Supplied material:

//! One handshake-initialized SSE transport session to an MCP endpoint.
//!
//! A session opens `GET {endpoint}/sse`, reads the `endpoint` event naming
//! the message-POST URL, then keeps the stream open on a background reader
//! task that routes JSON-RPC responses back to in-flight calls by request id.
//! When the stream drops, the session flags itself closed and every pending
//! or later call fails with [`McpError::TransportClosed`] so callers can
//! decide to reconnect.

use super::error::McpError;
use super::protocol;
use super::transport::{
    is_event_stream_content_type, resolve_message_url, sse_stream_url, SseEventParser,
    SseLineBuffer,
};
use crate::core::config::McpEndpointConfig;
use futures_util::{Stream, StreamExt};
use rust_mcp_schema::schema_utils::{
    ClientMessage, FromMessage, MessageFromClient, NotificationFromClient, RequestFromClient,
    ServerMessage,
};
use rust_mcp_schema::{InitializeResult, RequestId};
use std::collections::HashMap;
use std::sync::atomic::{AtomicBool, AtomicI64, Ordering};
use std::sync::Arc;
use std::time::Duration;
use tokio::sync::{oneshot, Mutex};
use tokio_util::sync::CancellationToken;
use tracing::{debug, info, warn};

const HTTP_POOL_IDLE_TIMEOUT_SECONDS: u64 = 90;
const HTTP_POOL_MAX_IDLE_PER_HOST: usize = 8;
const HTTP_POST_TIMEOUT_SECONDS: u64 = 60;
const JSON_CONTENT_TYPE: &str = "application/json";
const JSON_AND_SSE_ACCEPT: &str = "application/json, text/event-stream";
const SSE_ENDPOINT_EVENT: &str = "endpoint";
const SSE_MESSAGE_EVENT: &str = "message";

type PendingMap = Arc<Mutex<HashMap<RequestId, oneshot::Sender<ServerMessage>>>>;

fn build_http_client(connect_timeout: Duration) -> Result<reqwest::Client, McpError> {
    reqwest::Client::builder()
        .connect_timeout(connect_timeout)
        .pool_idle_timeout(Duration::from_secs(HTTP_POOL_IDLE_TIMEOUT_SECONDS))
        .pool_max_idle_per_host(HTTP_POOL_MAX_IDLE_PER_HOST)
        .build()
        .map_err(|err| McpError::Transport(format!("failed to build HTTP client: {err}")))
}

#[derive(Debug)]
pub struct McpSession {
    endpoint: String,
    correlation_id: String,
    message_url: String,
    http: reqwest::Client,
    pending: PendingMap,
    next_request_id: AtomicI64,
    closed: Arc<AtomicBool>,
    cancel: CancellationToken,
    initialized: AtomicBool,
    call_timeout: Duration,
}

impl McpSession {
    /// Open a session to `config.host` and run the protocol handshake.
    ///
    /// The entire connect + endpoint-event + initialize sequence is bounded
    /// by the endpoint's connect timeout; exceeding it yields
    /// [`McpError::ConnectTimeout`]. Lower-level faults yield
    /// [`McpError::Transport`].
    pub async fn connect(
        config: &McpEndpointConfig,
        call_timeout: Duration,
        correlation_id: &str,
    ) -> Result<McpSession, McpError> {
        let timeout = config.connect_timeout();
        info!(
            correlation_id = %correlation_id,
            endpoint = %config.host,
            "mcp_connection_initiated"
        );
        match tokio::time::timeout(timeout, Self::establish(config, call_timeout, correlation_id))
            .await
        {
            Ok(result) => result,
            Err(_) => Err(McpError::ConnectTimeout {
                endpoint: config.host.clone(),
                timeout,
            }),
        }
    }

    async fn establish(
        config: &McpEndpointConfig,
        call_timeout: Duration,
        correlation_id: &str,
    ) -> Result<McpSession, McpError> {
        let http = build_http_client(config.connect_timeout())?;
        let stream_url = sse_stream_url(&config.host);

        let response = http
            .get(&stream_url)
            .header("Accept", "text/event-stream")
            .send()
            .await
            .map_err(|err| McpError::Transport(err.to_string()))?;
        if !response.status().is_success() {
            return Err(McpError::Transport(format!(
                "HTTP error: {}",
                response.status()
            )));
        }
        let content_type = response
            .headers()
            .get(reqwest::header::CONTENT_TYPE)
            .and_then(|value| value.to_str().ok())
            .unwrap_or("");
        if !is_event_stream_content_type(content_type) {
            return Err(McpError::Transport(format!(
                "unexpected content type: {content_type:?}"
            )));
        }

        let mut stream = Box::pin(response.bytes_stream());
        let mut lines = SseLineBuffer::default();
        let mut events = SseEventParser::default();

        let announced = loop {
            let Some(chunk) = stream.next().await else {
                return Err(McpError::Transport(
                    "stream ended before endpoint event".to_string(),
                ));
            };
            let chunk = chunk.map_err(|err| McpError::Transport(err.to_string()))?;
            let mut found = None;
            for line in lines.push(&chunk) {
                if let Some(event) = events.feed(&line) {
                    if event.name == SSE_ENDPOINT_EVENT {
                        found = Some(event.data);
                        break;
                    }
                }
            }
            if let Some(announced) = found {
                break announced;
            }
        };
        let message_url = resolve_message_url(&stream_url, &announced);
        debug!(
            correlation_id = %correlation_id,
            endpoint = %config.host,
            message_url = %message_url,
            "Resolved MCP message channel"
        );

        let session = McpSession {
            endpoint: config.host.clone(),
            correlation_id: correlation_id.to_string(),
            message_url,
            http,
            pending: Arc::new(Mutex::new(HashMap::new())),
            next_request_id: AtomicI64::new(0),
            closed: Arc::new(AtomicBool::new(false)),
            cancel: CancellationToken::new(),
            initialized: AtomicBool::new(false),
            call_timeout,
        };

        tokio::spawn(read_loop(
            stream,
            lines,
            events,
            Arc::clone(&session.pending),
            Arc::clone(&session.closed),
            session.cancel.clone(),
        ));

        let details = match session.handshake().await {
            Ok(details) => details,
            Err(err) => {
                session.close().await;
                return Err(err);
            }
        };
        session.initialized.store(true, Ordering::SeqCst);
        info!(
            correlation_id = %correlation_id,
            endpoint = %config.host,
            server = %details.server_info.name,
            protocol_version = %details.protocol_version,
            "mcp_session_initialized"
        );
        Ok(session)
    }

    async fn handshake(&self) -> Result<InitializeResult, McpError> {
        let response = self
            .request_raw(
                RequestFromClient::InitializeRequest(protocol::client_details()),
                None,
            )
            .await?;
        let details = protocol::parse_initialize_result(response)?;

        let notification = ClientMessage::from_message(
            MessageFromClient::NotificationFromClient(
                NotificationFromClient::InitializedNotification(None),
            ),
            None,
        )
        .map_err(|err| McpError::Transport(err.to_string()))?;
        self.post_message(&notification).await?;
        Ok(details)
    }

    /// Send one JSON-RPC request and await its routed response, bounded by
    /// the configured per-call timeout.
    pub async fn request(&self, request: RequestFromClient) -> Result<ServerMessage, McpError> {
        self.request_raw(request, Some(self.call_timeout)).await
    }

    async fn request_raw(
        &self,
        request: RequestFromClient,
        timeout: Option<Duration>,
    ) -> Result<ServerMessage, McpError> {
        if self.is_closed() {
            return Err(McpError::TransportClosed);
        }

        let request_id = RequestId::Integer(self.next_request_id.fetch_add(1, Ordering::SeqCst));
        let message = ClientMessage::from_message(
            MessageFromClient::RequestFromClient(request),
            Some(request_id.clone()),
        )
        .map_err(|err| McpError::Transport(err.to_string()))?;

        let (tx, rx) = oneshot::channel();
        self.pending.lock().await.insert(request_id.clone(), tx);

        if let Err(err) = self.post_message(&message).await {
            self.pending.lock().await.remove(&request_id);
            return Err(err);
        }

        let response = match timeout {
            Some(limit) => match tokio::time::timeout(limit, rx).await {
                Ok(response) => response,
                Err(_) => {
                    self.pending.lock().await.remove(&request_id);
                    return Err(McpError::Transport(format!(
                        "call timed out after {limit:?}"
                    )));
                }
            },
            None => rx.await,
        };

        // The sender is dropped when the reader task drains pending calls on
        // stream teardown.
        response.map_err(|_| McpError::TransportClosed)
    }

    async fn post_message(&self, message: &ClientMessage) -> Result<(), McpError> {
        let payload = serde_json::to_string(message)
            .map_err(|err| McpError::Transport(err.to_string()))?;
        let response = self
            .http
            .post(&self.message_url)
            .header("Content-Type", JSON_CONTENT_TYPE)
            .header("Accept", JSON_AND_SSE_ACCEPT)
            .timeout(Duration::from_secs(HTTP_POST_TIMEOUT_SECONDS))
            .body(payload)
            .send()
            .await
            .map_err(|err| {
                if self.is_closed() {
                    McpError::TransportClosed
                } else {
                    McpError::Transport(err.to_string())
                }
            })?;
        if !response.status().is_success() {
            return Err(McpError::Transport(format!(
                "HTTP error: {}",
                response.status()
            )));
        }
        Ok(())
    }

    /// Close the session. Idempotent; never fails.
    pub async fn close(&self) {
        self.cancel.cancel();
        let already_closed = self.closed.swap(true, Ordering::SeqCst);
        self.pending.lock().await.clear();
        if !already_closed {
            info!(
                correlation_id = %self.correlation_id,
                endpoint = %self.endpoint,
                "mcp_session_closed"
            );
        }
    }

    pub fn is_closed(&self) -> bool {
        self.closed.load(Ordering::SeqCst)
    }

    pub fn is_initialized(&self) -> bool {
        self.initialized.load(Ordering::SeqCst)
    }

    pub fn endpoint(&self) -> &str {
        &self.endpoint
    }
}

impl Drop for McpSession {
    fn drop(&mut self) {
        // The reader task must not outlive its session, whatever the exit
        // path was.
        self.cancel.cancel();
    }
}

async fn read_loop<S, B, E>(
    mut stream: S,
    mut lines: SseLineBuffer,
    mut events: SseEventParser,
    pending: PendingMap,
    closed: Arc<AtomicBool>,
    cancel: CancellationToken,
) where
    S: Stream<Item = Result<B, E>> + Unpin,
    B: AsRef<[u8]>,
{
    loop {
        tokio::select! {
            _ = cancel.cancelled() => break,
            chunk = stream.next() => {
                let Some(Ok(chunk)) = chunk else { break };
                for line in lines.push(chunk.as_ref()) {
                    if let Some(event) = events.feed(&line) {
                        if event.name == SSE_MESSAGE_EVENT {
                            route_message(&pending, &event.data).await;
                        }
                    }
                }
            }
        }
    }

    closed.store(true, Ordering::SeqCst);
    // Dropping the senders fails every in-flight call with TransportClosed.
    pending.lock().await.clear();
}

async fn route_message(pending: &PendingMap, payload: &str) {
    let message = match serde_json::from_str::<ServerMessage>(payload) {
        Ok(message) => message,
        Err(err) => {
            warn!(error = %err, "Discarding undecodable MCP server message");
            return;
        }
    };
    let request_id = match &message {
        ServerMessage::Response(response) => Some(response.id.clone()),
        ServerMessage::Error(error) => error.id.clone(),
        _ => None,
    };
    let Some(request_id) = request_id else {
        return;
    };
    if let Some(tx) = pending.lock().await.remove(&request_id) {
        let _ = tx.send(message);
    }
}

Task directions: Up to and including the line with "by request id.", print every line of the records from the start.

Exercise response:
//! One handshake-initialized SSE transport session to an MCP endpoint.
//!
//! A session opens `GET {endpoint}/sse`, reads the `endpoint` event naming
//! the message-POST URL, then keeps the stream open on a background reader
//! task that routes JSON-RPC responses back to in-flight calls by request id.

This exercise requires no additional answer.